**THE PROBLEM**
Using the records below, repeat exactly the lines from the one holding "self.force_final_answer = force;" through the one holding "Err(e) if e.is_recoverable()", both ends included, and no others.

**RECORDS SHOWN**
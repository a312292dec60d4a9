//! traceforge: rejection-sampled trace generation for tool-using agents.
//!
//! An agent answers dataset questions with the help of HTTP tools. Each
//! answer is scored by a verifier, and an item is retried until an attempt
//! is accepted or its attempt budget runs out. Every attempt is logged
//! durably so an interrupted run resumes without repeating settled work.
//!
//! The layers, bottom up:
//!
//! - [`cache`]: content-addressed tool result cache (memory plus SQLite)
//! - [`scaffold`], [`llm`], [`verification`]: the agent loop, its model
//!   client and answer verifiers
//! - [`episode`]: one question, one attempt, one scored trace
//! - [`sampler`]: the per-item retry state machine
//! - [`scheduler`]: bounded-concurrency batches with checkpoints
//! - [`shard`]: splitting a dataset across workers
//! - [`merge`]: folding iterations into one result per item

pub mod cache;
pub mod cli;
pub mod dataset;
pub mod episode;
pub mod error;
pub mod export;
pub mod llm;
pub mod merge;
pub mod metrics;
pub mod pipeline;
pub mod sampler;
pub mod scaffold;
pub mod scheduler;
pub mod shard;
pub mod trajectory;
pub mod verification;

// Re-export commonly used error types
pub use error::{
    AgentLoopError, CacheError, ConfigError, LlmError, SchedulerError, ShardError, StorageError,
    VerificationError,
};
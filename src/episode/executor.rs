//! One agent-and-verification run per attempt.

use async_trait::async_trait;
use std::sync::Arc;
use tracing::{debug, warn};

use super::EpisodeRunner;
use crate::error::{AgentLoopError, VerificationError};
use crate::metrics;
use crate::scaffold::{AgentAction, AgentContext, AgentError, AgentPolicy, AgentTurn, ToolInvoker};
use crate::trajectory::{Attempt, AttemptOutcome, Item, TraceCollector};
use crate::verification::Verifier;

/// Settings for the episode loop.
#[derive(Debug, Clone, PartialEq)]
pub struct ExecutorConfig {
    /// Hard limit on agent turns per attempt.
    pub max_turns: usize,
    /// Ask the policy once for an answer when the limit is reached.
    pub force_final_answer: bool,
    /// Scores at or above this are `success`.
    pub threshold: f64,
}

impl Default for ExecutorConfig {
    fn default() -> Self {
        Self {
            max_turns: 16,
            force_final_answer: true,
            threshold: 1.0,
        }
    }
}

impl ExecutorConfig {
    pub fn with_max_turns(mut self, max_turns: usize) -> Self {
        self.max_turns = max_turns;
        self
    }

    pub fn with_force_final_answer(mut self, force: bool) -> Self {
        self.force_final_answer = force;
        self
    }

    pub fn with_threshold(mut self, threshold: f64) -> Self {
        self.threshold = threshold;
        self
    }
}

/// Drives the agent loop for one attempt, then verifies the answer.
pub struct EpisodeExecutor {
    policy: Arc<dyn AgentPolicy>,
    tools: ToolInvoker,
    verifier: Arc<dyn Verifier>,
    config: ExecutorConfig,
}

impl EpisodeExecutor {
    pub fn new(
        policy: Arc<dyn AgentPolicy>,
        tools: ToolInvoker,
        verifier: Arc<dyn Verifier>,
        config: ExecutorConfig,
    ) -> Self {
        Self {
            policy,
            tools,
            verifier,
            config,
        }
    }

    pub fn config(&self) -> &ExecutorConfig {
        &self.config
    }

    /// Runs turns until a final answer, the turn limit or an unrecoverable tool error.
    async fn run_agent(
        &self,
        item: &Item,
        collector: &mut TraceCollector,
    ) -> Result<String, AgentLoopError> {
        for turn in 1..=self.config.max_turns as u32 {
            let AgentTurn { output, action } = {
                let ctx = AgentContext {
                    question: &item.question,
                    turn,
                    trace: collector.steps(),
                };
                self.policy.next_action(&ctx).await.map_err(loop_error)?
            };
            collector.record_agent_output(turn, output);

            let call = match action {
                AgentAction::FinalAnswer(answer) => {
                    collector.record_final_answer(turn, answer.clone());
                    return Ok(answer);
                }
                AgentAction::CallTool(call) => call,
            };

            match self.tools.invoke(&call.name, call.arguments.clone()).await {
                Ok(invocation) => {
                    collector.record_tool_call(
                        turn,
                        &call.name,
                        call.arguments,
                        Ok(invocation.output),
                        invocation.cached,
                    );
                }
                Err(e) if e.is_recoverable() => {
                    debug!(item_id = %item.id, tool = %call.name, error = %e, "Recoverable tool error");
                    collector.record_tool_call(turn, &call.name, call.arguments, Err(e.to_string()), false);
                }
                Err(e) => {
                    collector.record_tool_call(turn, &call.name, call.arguments, Err(e.to_string()), false);
                    return Err(AgentLoopError::Tool {
                        tool: call.name,
                        message: e.to_string(),
                    });
                }
            }
        }

        if self.config.force_final_answer {
            let turn = self.config.max_turns as u32 + 1;
            let proposed = {
                let ctx = AgentContext {
                    question: &item.question,
                    turn,
                    trace: collector.steps(),
                };
                self.policy.propose_final_answer(&ctx).await.map_err(loop_error)?
            };
            if let Some(answer) = proposed {
                collector.record_final_answer(turn, answer.clone());
                return Ok(answer);
            }
        }

        Err(AgentLoopError::TurnLimitExceeded {
            max_turns: self.config.max_turns,
        })
    }

    async fn verify(&self, item: &Item, answer: &str) -> Result<f64, VerificationError> {
        let ground_truth = item
            .ground_truth
            .as_deref()
            .ok_or_else(|| VerificationError::MissingGroundTruth(item.id.clone()))?;
        let score = self.verifier.score(&item.question, answer, ground_truth).await?;
        if !(0.0..=1.0).contains(&score) {
            return Err(VerificationError::ScoreOutOfRange(score));
        }
        Ok(score)
    }
}

fn loop_error(error: AgentError) -> AgentLoopError {
    match error {
        AgentError::MalformedResponse(text) => AgentLoopError::MalformedResponse(text),
        AgentError::LlmError(e) => AgentLoopError::Agent(e.to_string()),
    }
}

#[async_trait]
impl EpisodeRunner for EpisodeExecutor {
    async fn execute(&self, item: &Item, attempt_number: u32) -> Attempt {
        let _in_flight = metrics::InFlightGuard::new();
        let mut collector = TraceCollector::new(&item.id, attempt_number);

        if item.ground_truth.is_none() {
            let err = VerificationError::MissingGroundTruth(item.id.clone());
            return finish(collector, None, None, AttemptOutcome::Error, Some(err.to_string()));
        }

        let answer = match self.run_agent(item, &mut collector).await {
            Ok(answer) => answer,
            Err(e) => {
                warn!(item_id = %item.id, attempt = attempt_number, error = %e, "Agent loop failed");
                return finish(collector, None, None, AttemptOutcome::Error, Some(e.to_string()));
            }
        };

        match self.verify(item, &answer).await {
            Ok(score) => {
                let outcome = if score >= self.config.threshold {
                    AttemptOutcome::Success
                } else {
                    AttemptOutcome::Failure
                };
                finish(collector, Some(answer), Some(score), outcome, None)
            }
            Err(e) => {
                warn!(item_id = %item.id, attempt = attempt_number, verifier = self.verifier.name(), error = %e, "Verification failed");
                finish(collector, Some(answer), None, AttemptOutcome::Error, Some(e.to_string()))
            }
        }
    }
}

fn finish(
    collector: TraceCollector,
    answer: Option<String>,
    score: Option<f64>,
    outcome: AttemptOutcome,
    error: Option<String>,
) -> Attempt {
    let attempt = collector.finish(answer, score, outcome, error);
    metrics::record_attempt(outcome.as_str(), attempt.elapsed_ms as f64 / 1000.0);
    attempt
}

#[cfg(test)]
mod tests {
    use super::*;
    use crate::cache::ToolCache;
    use crate::error::LlmError;
    use crate::scaffold::tools::testing::EchoTool;
    use crate::scaffold::{ToolCall, ToolError, ToolRegistry};
    use crate::trajectory::TraceStep;
    use crate::verification::F1Verifier;
    use serde_json::json;
    use std::sync::Mutex;

    enum Scripted {
        Tool(&'static str, serde_json::Value),
        Answer(&'static str),
        Garbage,
        Fail,
    }

    struct ScriptedPolicy {
        script: Mutex<Vec<Scripted>>,
        forced: Option<&'static str>,
    }

    impl ScriptedPolicy {
        fn new(mut script: Vec<Scripted>, forced: Option<&'static str>) -> Arc<Self> {
            script.reverse();
            Arc::new(Self {
                script: Mutex::new(script),
                forced,
            })
        }
    }

    #[async_trait]
    impl AgentPolicy for ScriptedPolicy {
        async fn next_action(&self, _ctx: &AgentContext<'_>) -> Result<AgentTurn, AgentError> {
            let next = self.script.lock().unwrap().pop().unwrap_or(Scripted::Garbage);
            let action = match next {
                Scripted::Tool(name, args) => AgentAction::CallTool(ToolCall {
                    name: name.to_string(),
                    arguments: args,
                }),
                Scripted::Answer(a) => AgentAction::FinalAnswer(a.to_string()),
                Scripted::Garbage => return Err(AgentError::MalformedResponse("???".into())),
                Scripted::Fail => return Err(AgentError::LlmError(LlmError::EmptyResponse)),
            };
            Ok(AgentTurn {
                output: "scripted".to_string(),
                action,
            })
        }

        async fn propose_final_answer(&self, _ctx: &AgentContext<'_>) -> Result<Option<String>, AgentError> {
            Ok(self.forced.map(str::to_string))
        }
    }

    fn executor(policy: Arc<ScriptedPolicy>, tools: Vec<Arc<EchoTool>>, config: ExecutorConfig) -> EpisodeExecutor {
        let mut registry = ToolRegistry::new();
        for tool in tools {
            registry.register(tool);
        }
        let invoker = ToolInvoker::new(Arc::new(registry), Arc::new(ToolCache::in_memory(32)));
        EpisodeExecutor::new(policy, invoker, Arc::new(F1Verifier), config)
    }

    fn item(ground_truth: Option<&str>) -> Item {
        Item::new("q1", 0, "Who wrote the first program?", ground_truth.map(str::to_string))
    }

    #[tokio::test]
    async fn test_answer_after_tool_call_succeeds() {
        let policy = ScriptedPolicy::new(
            vec![
                Scripted::Tool("search", json!({"q": "first program"})),
                Scripted::Answer("Ada Lovelace"),
            ],
            None,
        );
        let exec = executor(policy, vec![Arc::new(EchoTool::new("search"))], ExecutorConfig::default());

        let attempt = exec.execute(&item(Some("Ada Lovelace")), 1).await;
        assert_eq!(attempt.outcome, AttemptOutcome::Success);
        assert_eq!(attempt.score, Some(1.0));
        assert_eq!(attempt.tool_calls, 1);
        assert!(matches!(attempt.trace.last(), Some(TraceStep::FinalAnswer { .. })));
    }

    #[tokio::test]
    async fn test_low_score_is_failure() {
        let policy = ScriptedPolicy::new(vec![Scripted::Answer("Charles Babbage")], None);
        let exec = executor(policy, vec![], ExecutorConfig::default());
        let attempt = exec.execute(&item(Some("Ada Lovelace")), 2).await;
        assert_eq!(attempt.outcome, AttemptOutcome::Failure);
        assert_eq!(attempt.score, Some(0.0));
        assert_eq!(attempt.attempt_number, 2);
    }

    #[tokio::test]
    async fn test_threshold_below_one_accepts_partial() {
        let policy = ScriptedPolicy::new(vec![Scripted::Answer("Lovelace")], None);
        let exec = executor(policy, vec![], ExecutorConfig::default().with_threshold(0.5));
        let attempt = exec.execute(&item(Some("Ada Lovelace")), 1).await;
        assert_eq!(attempt.outcome, AttemptOutcome::Success);
    }

    #[tokio::test]
    async fn test_recoverable_tool_error_continues() {
        let policy = ScriptedPolicy::new(
            vec![
                Scripted::Tool("nonexistent", json!({})),
                Scripted::Answer("Ada Lovelace"),
            ],
            None,
        );
        let exec = executor(policy, vec![], ExecutorConfig::default());
        let attempt = exec.execute(&item(Some("Ada Lovelace")), 1).await;
        assert_eq!(attempt.outcome, AttemptOutcome::Success);
        assert_eq!(attempt.failed_tool_calls, 1);
    }

    #[tokio::test]
    async fn test_unrecoverable_tool_error_is_error_outcome() {
        let policy = ScriptedPolicy::new(
            vec![Scripted::Tool("browse", json!({"url": "x"})), Scripted::Answer("never")],
            None,
        );
        let tool = Arc::new(EchoTool::failing("browse", ToolError::Timeout { seconds: 3 }));
        let exec = executor(policy, vec![tool], ExecutorConfig::default());
        let attempt = exec.execute(&item(Some("Ada Lovelace")), 1).await;
        assert_eq!(attempt.outcome, AttemptOutcome::Error);
        assert!(attempt.error.unwrap().contains("browse"));
        assert_eq!(attempt.failed_tool_calls, 1);
    }

    #[tokio::test]
    async fn test_turn_limit_without_forced_answer() {
        let script = (0..3).map(|i| Scripted::Tool("search", json!({ "page": i }))).collect();
        let policy = ScriptedPolicy::new(script, None);
        let exec = executor(
            policy,
            vec![Arc::new(EchoTool::new("search"))],
            ExecutorConfig::default().with_max_turns(3),
        );
        let attempt = exec.execute(&item(Some("Ada Lovelace")), 1).await;
        assert_eq!(attempt.outcome, AttemptOutcome::Error);
        assert!(attempt.error.unwrap().contains("Turn limit"));
        assert_eq!(attempt.tool_calls, 3);
    }

    #[tokio::test]
    async fn test_turn_limit_with_forced_answer() {
        let script = (0..2).map(|i| Scripted::Tool("search", json!({ "page": i }))).collect();
        let policy = ScriptedPolicy::new(script, Some("Ada Lovelace"));
        let exec = executor(
            policy,
            vec![Arc::new(EchoTool::new("search"))],
            ExecutorConfig::default().with_max_turns(2),
        );
        let attempt = exec.execute(&item(Some("Ada Lovelace")), 1).await;
        assert_eq!(attempt.outcome, AttemptOutcome::Success);
    }

    #[tokio::test]
    async fn test_forced_answer_disabled() {
        let policy = ScriptedPolicy::new(vec![Scripted::Tool("search", json!({}))], Some("Ada Lovelace"));
        let exec = executor(
            policy,
            vec![Arc::new(EchoTool::new("search"))],
            ExecutorConfig::default().with_max_turns(1).with_force_final_answer(false),
        );
        let attempt = exec.execute(&item(Some("Ada Lovelace")), 1).await;
        assert_eq!(attempt.outcome, AttemptOutcome::Error);
    }

    #[tokio::test]
    async fn test_malformed_and_llm_failures_are_errors() {
        for step in [Scripted::Garbage, Scripted::Fail] {
            let policy = ScriptedPolicy::new(vec![step], None);
            let exec = executor(policy, vec![], ExecutorConfig::default());
            let attempt = exec.execute(&item(Some("Ada Lovelace")), 1).await;
            assert_eq!(attempt.outcome, AttemptOutcome::Error);
            assert!(attempt.score.is_none());
        }
    }

    #[tokio::test]
    async fn test_missing_ground_truth_is_error() {
        let policy = ScriptedPolicy::new(vec![Scripted::Answer("Ada Lovelace")], None);
        let exec = executor(policy, vec![], ExecutorConfig::default());
        let attempt = exec.execute(&item(None), 1).await;
        assert_eq!(attempt.outcome, AttemptOutcome::Error);
        assert!(attempt.error.unwrap().contains("ground-truth"));
    }

    #[tokio::test]
    async fn test_repeated_tool_call_hits_cache() {
        let policy = ScriptedPolicy::new(
            vec![
                Scripted::Tool("search", json!({"q": "ada"})),
                Scripted::Tool("search", json!({"q": "ada"})),
                Scripted::Answer("Ada Lovelace"),
            ],
            None,
        );
        let tool = Arc::new(EchoTool::new("search"));
        let exec = executor(policy, vec![tool.clone()], ExecutorConfig::default());
        let attempt = exec.execute(&item(Some("Ada Lovelace")), 1).await;
        assert_eq!(attempt.cache_hits, 1);
        assert_eq!(tool.calls(), 1);
    }
}
//! Shard execution: bounded-concurrency batches over the rejection sampler.
//!
//! # Architecture
//!
//! ```text
//!   items ──► batch 0 ──► [permit] sampler(item) ─┐
//!             batch 1       [permit] sampler(item) ─┼─► drain ─► snapshot ─► yield (input order)
//!             ...           [permit] sampler(item) ─┘
//! ```
//!
//! At most `max_concurrent` samplers hold a permit at once, and a sampler
//! runs one episode at a time, so the same bound holds for episodes.
//!
//! # Example
//!
//! ```rust,ignore
//! use traceforge::scheduler::{BatchScheduler, SchedulerConfig};
//!
//! let scheduler = BatchScheduler::new(runner, store, key, policy, SchedulerConfig::new(4, 32))?
//!     .with_stop_signal(stop);
//! let record = scheduler.run_to_record(items).await?;
//! ```

pub mod batch;
pub mod progress;
pub mod signal;

pub use batch::{BatchScheduler, SchedulerConfig};
pub use progress::{HealthSnapshot, ProgressCounters, ProgressMonitor};
pub use signal::StopSignal;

**ANSWER TO THE PROBLEM**
        self.force_final_answer = force;
        self
    }

    pub fn with_threshold(mut self, threshold: f64) -> Self {
        self.threshold = threshold;
        self
    }
}

/// Drives the agent loop for one attempt, then verifies the answer.
pub struct EpisodeExecutor {
    policy: Arc<dyn AgentPolicy>,
    tools: ToolInvoker,
    verifier: Arc<dyn Verifier>,
    config: ExecutorConfig,
}

impl EpisodeExecutor {
    pub fn new(
        policy: Arc<dyn AgentPolicy>,
        tools: ToolInvoker,
        verifier: Arc<dyn Verifier>,
        config: ExecutorConfig,
    ) -> Self {
        Self {
            policy,
            tools,
            verifier,
            config,
        }
    }

    pub fn config(&self) -> &ExecutorConfig {
        &self.config
    }

    /// Runs turns until a final answer, the turn limit or an unrecoverable tool error.
    async fn run_agent(
        &self,
        item: &Item,
        collector: &mut TraceCollector,
    ) -> Result<String, AgentLoopError> {
        for turn in 1..=self.config.max_turns as u32 {
            let AgentTurn { output, action } = {
                let ctx = AgentContext {
                    question: &item.question,
                    turn,
                    trace: collector.steps(),
                };
                self.policy.next_action(&ctx).await.map_err(loop_error)?
            };
            collector.record_agent_output(turn, output);

            let call = match action {
                AgentAction::FinalAnswer(answer) => {
                    collector.record_final_answer(turn, answer.clone());
                    return Ok(answer);
                }
                AgentAction::CallTool(call) => call,
            };

            match self.tools.invoke(&call.name, call.arguments.clone()).await {
                Ok(invocation) => {
                    collector.record_tool_call(
                        turn,
                        &call.name,
                        call.arguments,
                        Ok(invocation.output),
                        invocation.cached,
                    );
                }
                Err(e) if e.is_recoverable() => {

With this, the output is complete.